Entries taken from a collection
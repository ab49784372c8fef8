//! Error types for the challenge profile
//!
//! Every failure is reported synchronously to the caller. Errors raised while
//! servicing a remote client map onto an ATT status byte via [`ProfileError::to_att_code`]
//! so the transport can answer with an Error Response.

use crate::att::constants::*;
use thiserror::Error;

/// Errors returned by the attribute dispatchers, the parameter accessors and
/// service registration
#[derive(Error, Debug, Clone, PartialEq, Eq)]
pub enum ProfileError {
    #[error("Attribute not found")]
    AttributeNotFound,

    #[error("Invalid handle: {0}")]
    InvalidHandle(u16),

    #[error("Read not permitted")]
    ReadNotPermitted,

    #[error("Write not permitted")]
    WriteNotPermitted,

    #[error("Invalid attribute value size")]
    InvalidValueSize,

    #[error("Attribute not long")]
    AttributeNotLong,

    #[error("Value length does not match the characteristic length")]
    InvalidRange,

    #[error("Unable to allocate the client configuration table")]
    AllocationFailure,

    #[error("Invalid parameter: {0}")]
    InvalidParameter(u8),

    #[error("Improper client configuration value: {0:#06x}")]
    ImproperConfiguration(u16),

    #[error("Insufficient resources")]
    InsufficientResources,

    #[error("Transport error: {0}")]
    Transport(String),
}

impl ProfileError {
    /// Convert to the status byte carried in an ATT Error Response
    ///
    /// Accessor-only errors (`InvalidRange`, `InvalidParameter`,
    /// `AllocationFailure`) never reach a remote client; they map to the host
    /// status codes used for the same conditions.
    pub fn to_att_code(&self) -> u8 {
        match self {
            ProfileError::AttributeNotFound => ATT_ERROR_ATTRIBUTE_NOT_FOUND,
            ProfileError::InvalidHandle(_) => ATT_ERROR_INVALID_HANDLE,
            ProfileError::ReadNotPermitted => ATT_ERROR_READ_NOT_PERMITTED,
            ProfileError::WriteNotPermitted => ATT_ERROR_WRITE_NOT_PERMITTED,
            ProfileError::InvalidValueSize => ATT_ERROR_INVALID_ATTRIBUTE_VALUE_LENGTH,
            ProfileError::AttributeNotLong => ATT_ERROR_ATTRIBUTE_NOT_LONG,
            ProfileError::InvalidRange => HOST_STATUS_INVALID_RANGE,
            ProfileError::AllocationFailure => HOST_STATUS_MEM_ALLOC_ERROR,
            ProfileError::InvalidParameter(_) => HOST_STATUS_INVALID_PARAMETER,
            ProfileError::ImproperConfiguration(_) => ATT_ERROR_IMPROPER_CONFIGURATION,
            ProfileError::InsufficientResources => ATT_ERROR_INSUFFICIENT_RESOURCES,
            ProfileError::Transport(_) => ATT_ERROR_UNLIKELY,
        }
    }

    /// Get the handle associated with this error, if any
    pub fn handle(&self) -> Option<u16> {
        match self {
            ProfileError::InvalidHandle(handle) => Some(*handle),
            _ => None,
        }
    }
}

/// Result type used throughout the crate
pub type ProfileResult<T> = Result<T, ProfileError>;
==
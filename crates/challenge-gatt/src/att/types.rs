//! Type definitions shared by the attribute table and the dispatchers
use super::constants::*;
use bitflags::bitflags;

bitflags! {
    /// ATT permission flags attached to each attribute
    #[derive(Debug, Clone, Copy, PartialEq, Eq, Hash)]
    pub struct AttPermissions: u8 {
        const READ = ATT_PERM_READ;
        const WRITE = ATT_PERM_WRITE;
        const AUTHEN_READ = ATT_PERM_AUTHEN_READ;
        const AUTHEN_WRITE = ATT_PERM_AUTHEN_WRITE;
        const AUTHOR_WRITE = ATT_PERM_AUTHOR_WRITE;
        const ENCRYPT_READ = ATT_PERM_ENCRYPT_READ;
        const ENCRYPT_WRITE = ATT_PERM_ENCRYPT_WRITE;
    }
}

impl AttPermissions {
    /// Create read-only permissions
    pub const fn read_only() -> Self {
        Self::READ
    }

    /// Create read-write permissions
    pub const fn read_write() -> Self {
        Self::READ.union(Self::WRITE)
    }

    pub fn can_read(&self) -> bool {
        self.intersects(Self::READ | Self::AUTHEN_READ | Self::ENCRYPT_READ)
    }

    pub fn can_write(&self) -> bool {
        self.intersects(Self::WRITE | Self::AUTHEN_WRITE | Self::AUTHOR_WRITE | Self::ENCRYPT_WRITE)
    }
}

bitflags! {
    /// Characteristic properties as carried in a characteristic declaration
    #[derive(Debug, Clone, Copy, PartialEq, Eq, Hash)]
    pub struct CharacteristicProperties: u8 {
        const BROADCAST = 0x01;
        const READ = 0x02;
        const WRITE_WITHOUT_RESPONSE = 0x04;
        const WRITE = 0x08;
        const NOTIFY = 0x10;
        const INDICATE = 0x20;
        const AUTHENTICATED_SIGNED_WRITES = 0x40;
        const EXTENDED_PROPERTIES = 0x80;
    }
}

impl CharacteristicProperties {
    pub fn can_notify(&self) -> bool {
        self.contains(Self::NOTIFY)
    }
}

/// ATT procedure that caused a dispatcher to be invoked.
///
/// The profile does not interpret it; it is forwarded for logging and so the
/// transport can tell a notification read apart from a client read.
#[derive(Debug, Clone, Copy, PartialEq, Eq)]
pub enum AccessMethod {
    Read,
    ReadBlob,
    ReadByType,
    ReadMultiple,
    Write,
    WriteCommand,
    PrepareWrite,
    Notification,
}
==
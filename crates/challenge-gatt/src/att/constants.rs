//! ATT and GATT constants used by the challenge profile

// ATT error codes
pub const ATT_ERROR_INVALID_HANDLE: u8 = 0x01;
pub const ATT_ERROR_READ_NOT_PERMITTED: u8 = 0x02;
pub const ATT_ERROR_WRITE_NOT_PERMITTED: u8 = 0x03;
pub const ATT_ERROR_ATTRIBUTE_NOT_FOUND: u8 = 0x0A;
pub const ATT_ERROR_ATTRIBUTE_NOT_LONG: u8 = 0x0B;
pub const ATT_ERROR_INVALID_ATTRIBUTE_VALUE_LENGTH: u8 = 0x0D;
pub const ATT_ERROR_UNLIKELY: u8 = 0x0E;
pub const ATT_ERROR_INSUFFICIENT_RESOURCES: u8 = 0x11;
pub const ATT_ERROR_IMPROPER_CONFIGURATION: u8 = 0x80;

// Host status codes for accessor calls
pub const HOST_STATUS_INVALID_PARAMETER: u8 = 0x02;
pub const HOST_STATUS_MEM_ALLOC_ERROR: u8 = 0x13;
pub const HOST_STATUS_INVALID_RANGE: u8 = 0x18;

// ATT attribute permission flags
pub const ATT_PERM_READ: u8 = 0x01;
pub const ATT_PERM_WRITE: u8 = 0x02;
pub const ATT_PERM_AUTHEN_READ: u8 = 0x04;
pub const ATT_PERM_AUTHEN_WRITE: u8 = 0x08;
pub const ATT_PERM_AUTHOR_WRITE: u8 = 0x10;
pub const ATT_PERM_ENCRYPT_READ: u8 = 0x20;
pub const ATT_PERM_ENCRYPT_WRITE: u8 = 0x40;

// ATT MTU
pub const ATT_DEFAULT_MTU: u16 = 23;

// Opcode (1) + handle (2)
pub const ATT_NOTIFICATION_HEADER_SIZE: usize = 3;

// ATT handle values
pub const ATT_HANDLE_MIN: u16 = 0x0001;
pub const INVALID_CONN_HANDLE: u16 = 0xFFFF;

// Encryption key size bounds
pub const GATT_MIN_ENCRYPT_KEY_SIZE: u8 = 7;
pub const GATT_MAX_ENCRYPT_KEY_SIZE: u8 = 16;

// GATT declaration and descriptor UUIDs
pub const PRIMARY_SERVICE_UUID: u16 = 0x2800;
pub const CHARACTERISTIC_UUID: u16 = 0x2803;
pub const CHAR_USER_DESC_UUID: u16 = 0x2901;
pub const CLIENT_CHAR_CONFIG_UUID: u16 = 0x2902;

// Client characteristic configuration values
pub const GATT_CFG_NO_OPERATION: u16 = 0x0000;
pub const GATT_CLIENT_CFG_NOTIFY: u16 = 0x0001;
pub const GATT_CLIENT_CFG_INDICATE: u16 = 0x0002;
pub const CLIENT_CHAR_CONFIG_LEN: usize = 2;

EXERCISE PROMPT >>
Spot the lines above that mention "Result" and copy them.

TASK RESPONSE >>
/// Result type used throughout the crate
pub type ProfileResult<T> = Result<T, ProfileError>;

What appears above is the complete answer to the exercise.